215th ECS Meeting | Vienna, Austria | May 25, 2009

Quantum Cascade Lasers for the Mid- to Far-Infrared: Band-Structure Engineering, Beam Engineeringspan and ApplicationsFederico Capasso

In his plenary talk Federico Capasso will trace the path from the invention to exciting advances in the physics, applications and commercialization of the quantum cascade lasers a revolutionary light source which covers the mid- and far-ir spectrum and is broadly impacting sensing, spectroscopy and sub-wavelength photonics.

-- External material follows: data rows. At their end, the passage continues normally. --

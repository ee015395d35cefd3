//! RTP audio transport with deadline pacing.
//!
//! Carries encoded packets to the receiver over UDP at the rate the
//! receiver consumes them: each packet advances a monotonic deadline by
//! `frames / sample_rate` and the sender sleeps until that deadline. This
//! is the packet-transport half of an AirPlay session; pairing and RTSP
//! negotiation belong to the external library behind
//! [`crate::AirPlaySession`].

use std::net::{SocketAddr, UdpSocket};
use std::time::{Duration, Instant};

use rand::Rng;
use tracing::{debug, trace};

use airbridge_core::error::SinkError;

use crate::session::AirPlaySession;

/// RTP payload type for realtime AirPlay audio.
pub const PAYLOAD_TYPE_AUDIO: u8 = 96;

/// RTP header (12 bytes).
#[derive(Debug, Clone, Copy)]
pub struct RtpHeader {
    pub payload_type: u8,
    pub marker: bool,
    pub sequence: u16,
    pub timestamp: u32,
    pub ssrc: u32,
}

impl RtpHeader {
    /// Serialize to the 12-byte wire form (version 2, no padding,
    /// no extension, no CSRCs).
    pub fn serialize(&self) -> [u8; 12] {
        let mut buf = [0u8; 12];
        buf[0] = 2 << 6;
        buf[1] = ((self.marker as u8) << 7) | (self.payload_type & 0x7F);
        buf[2..4].copy_from_slice(&self.sequence.to_be_bytes());
        buf[4..8].copy_from_slice(&self.timestamp.to_be_bytes());
        buf[8..12].copy_from_slice(&self.ssrc.to_be_bytes());
        buf
    }

    /// Parse the 12-byte wire form (used by tests and diagnostics).
    pub fn parse(data: &[u8]) -> Option<Self> {
        if data.len() < 12 || data[0] >> 6 != 2 {
            return None;
        }
        Some(Self {
            marker: data[1] & 0x80 != 0,
            payload_type: data[1] & 0x7F,
            sequence: u16::from_be_bytes([data[2], data[3]]),
            timestamp: u32::from_be_bytes([data[4], data[5], data[6], data[7]]),
            ssrc: u32::from_be_bytes([data[8], data[9], data[10], data[11]]),
        })
    }
}

/// Paced RTP sender implementing the session packet transport.
pub struct RtpSession {
    dest: SocketAddr,
    sample_rate: u32,
    socket: Option<UdpSocket>,
    sequence: u16,
    timestamp: u32,
    ssrc: u32,
    first_packet: bool,
    next_deadline: Option<Instant>,
}

impl RtpSession {
    pub fn new(dest: SocketAddr, sample_rate: u32) -> Self {
        let mut rng = rand::thread_rng();
        Self {
            dest,
            sample_rate,
            socket: None,
            sequence: rng.gen(),
            timestamp: rng.gen(),
            ssrc: rng.gen(),
            first_packet: true,
            next_deadline: None,
        }
    }

    fn socket(&self) -> Result<&UdpSocket, SinkError> {
        self.socket.as_ref().ok_or(SinkError::Closed)
    }
}

impl AirPlaySession for RtpSession {
    fn connect(&mut self, _timeout: Duration) -> Result<(), SinkError> {
        let socket = UdpSocket::bind(("0.0.0.0", 0))?;
        socket.connect(self.dest)?;
        debug!(dest = %self.dest, "rtp session connected");
        self.socket = Some(socket);
        self.first_packet = true;
        self.next_deadline = None;
        Ok(())
    }

    fn stream_packet(&mut self, payload: &[u8], frames: u32) -> Result<(), SinkError> {
        // Pace: wait until the previous packet's playout deadline.
        if let Some(deadline) = self.next_deadline {
            let now = Instant::now();
            if deadline > now {
                std::thread::sleep(deadline - now);
            }
        }

        let header = RtpHeader {
            payload_type: PAYLOAD_TYPE_AUDIO,
            marker: self.first_packet,
            sequence: self.sequence,
            timestamp: self.timestamp,
            ssrc: self.ssrc,
        };
        let mut wire = Vec::with_capacity(12 + payload.len());
        wire.extend_from_slice(&header.serialize());
        wire.extend_from_slice(payload);
        self.socket()?
            .send(&wire)
            .map_err(|e| SinkError::Disconnected(e.to_string()))?;
        trace!(seq = self.sequence, frames, "rtp packet sent");

        self.first_packet = false;
        self.sequence = self.sequence.wrapping_add(1);
        self.timestamp = self.timestamp.wrapping_add(frames);

        let packet_duration =
            Duration::from_secs_f64(frames as f64 / self.sample_rate as f64);
        let base = self.next_deadline.unwrap_or_else(Instant::now);
        self.next_deadline = Some(base + packet_duration);
        Ok(())
    }

    fn set_volume_db(&mut self, _db: f32) -> Result<(), SinkError> {
        // Device volume rides the RTSP control channel owned by the
        // session library; this transport cannot set it.
        Err(SinkError::Backend(
            "rtp transport has no device volume control".into(),
        ))
    }

    fn disconnect(&mut self) {
        if self.socket.take().is_some() {
            debug!(dest = %self.dest, "rtp session disconnected");
        }
        self.next_deadline = None;
    }
}

#[cfg(test)]
mod tests {
    use super::*;

    mod header {
        use super::*;

        #[test]
        fn round_trips_through_the_wire_form() {
            let header = RtpHeader {
                payload_type: PAYLOAD_TYPE_AUDIO,
                marker: true,
                sequence: 0xBEEF,
                timestamp: 0xDEAD_CAFE,
                ssrc: 0x1234_5678,
            };
            let parsed = RtpHeader::parse(&header.serialize()).unwrap();
            assert_eq!(parsed.payload_type, PAYLOAD_TYPE_AUDIO);
            assert!(parsed.marker);
            assert_eq!(parsed.sequence, 0xBEEF);
            assert_eq!(parsed.timestamp, 0xDEAD_CAFE);
            assert_eq!(parsed.ssrc, 0x1234_5678);
        }

        #[test]
        fn rejects_short_or_wrong_version_data() {
            assert!(RtpHeader::parse(&[0u8; 4]).is_none());
            assert!(RtpHeader::parse(&[0u8; 12]).is_none());
        }
    }

    mod sessions {
        use super::*;

        fn local_receiver() -> (UdpSocket, SocketAddr) {
            let socket = UdpSocket::bind("127.0.0.1:0").unwrap();
            let addr = socket.local_addr().unwrap();
            socket
                .set_read_timeout(Some(Duration::from_secs(2)))
                .unwrap();
            (socket, addr)
        }

        #[test]
        fn packets_arrive_with_increasing_sequence_and_timestamp() {
            let (receiver, addr) = local_receiver();
            let mut session = RtpSession::new(addr, 44_100);
            session.connect(Duration::from_secs(5)).unwrap();

            session.stream_packet(&[1, 2, 3], 352).unwrap();
            session.stream_packet(&[4, 5, 6], 352).unwrap();

            let mut buf = [0u8; 1500];
            let n1 = receiver.recv(&mut buf).unwrap();
            let h1 = RtpHeader::parse(&buf[..n1]).unwrap();
            assert!(h1.marker, "first packet carries the marker bit");
            assert_eq!(&buf[12..n1], &[1, 2, 3]);

            let n2 = receiver.recv(&mut buf).unwrap();
            let h2 = RtpHeader::parse(&buf[..n2]).unwrap();
            assert!(!h2.marker);
            assert_eq!(h2.sequence, h1.sequence.wrapping_add(1));
            assert_eq!(h2.timestamp, h1.timestamp.wrapping_add(352));

            session.disconnect();
        }

        #[test]
        fn pacing_spaces_packets_by_frame_duration() {
            let (_receiver, addr) = local_receiver();
            let mut session = RtpSession::new(addr, 44_100);
            session.connect(Duration::from_secs(5)).unwrap();

            let start = Instant::now();
            // 10 packets of 352 frames ≈ 80 ms of audio; the first is
            // free, so at least ~70 ms must elapse.
            for _ in 0..10 {
                session.stream_packet(&[0u8; 32], 352).unwrap();
            }
            let elapsed = start.elapsed();
            assert!(elapsed >= Duration::from_millis(60), "elapsed {elapsed:?}");
        }

        #[test]
        fn streaming_without_connect_reports_closed() {
            let mut session = RtpSession::new("127.0.0.1:9".parse().unwrap(), 44_100);
            assert!(matches!(
                session.stream_packet(&[0u8; 4], 352),
                Err(SinkError::Closed)
            ));
        }

        #[test]
        fn volume_is_delegated_to_the_session_library() {
            let mut session = RtpSession::new("127.0.0.1:9".parse().unwrap(), 44_100);
            assert!(session.set_volume_db(-15.0).is_err());
        }
    }
}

The Quantum Cascade Laser (QCL) has emerged as the laser of choice for photonics and spectroscopy in the mid-infrared and in the far infrared, covering the range from 3 to 300 microns in wavelength, due to its unique wavelength agility and large “design space” that allows one to tailor its performance at will for a wide range of applications. These include single mode broadly tunable lasers for chemical sensing and trace gas analysis at parts per billion in volume; compact, chip-scale, broadband spectrometers with performance already comparable to state of the art Fourier-Transform-Infrared-Spectrometers; high power continuous wave room temperature devices for military applications etc. Important commercial developments will be discussed. New functionalities have been demonstrated by integrating on the facets of QCLs sub-wavelength plasmonic nanostructures that have led to highly collimated beams by achieving a dramatic reduction of the beam divergence for LIDAR applications, unprecedented control of the polarization and ultrahigh intensity nanoscale size spots in the near field for high resolution chemical imaging.

Federico Capasso is the Robert L. Wallace Professor of Applied Physics at Harvard University, which he joined in 2003 after a 27year career at Bell Labs. He holds a Doctor of Physics degree from Rome University. His research includes band-structure engineering of novel devices/material, nanophotonics and quantum electrodynamics.

He has co-authored over 300 papers and holds over 65 US patents. He is a member of the National Academy of Sciences, the National Academy of Engineering, and a Fellow of the American Academy of Arts and Sciences. His awards include the King Faisal International Prize for Science, the American Physical Society Arthur Schawlow Prize, the IEEE Edison Medal, the IEEE Streifer Award, the Wetherill Medal of the Franklin Institute, the OSA Wood prize, the Rank Prize in Optoelectronics, the Material Research Society Medal, the IEEE Sarnoff Award, the Welker Medal, the Duddell Medal and Prize of the Institute of Physics, the Newcomb Cleveland Prize.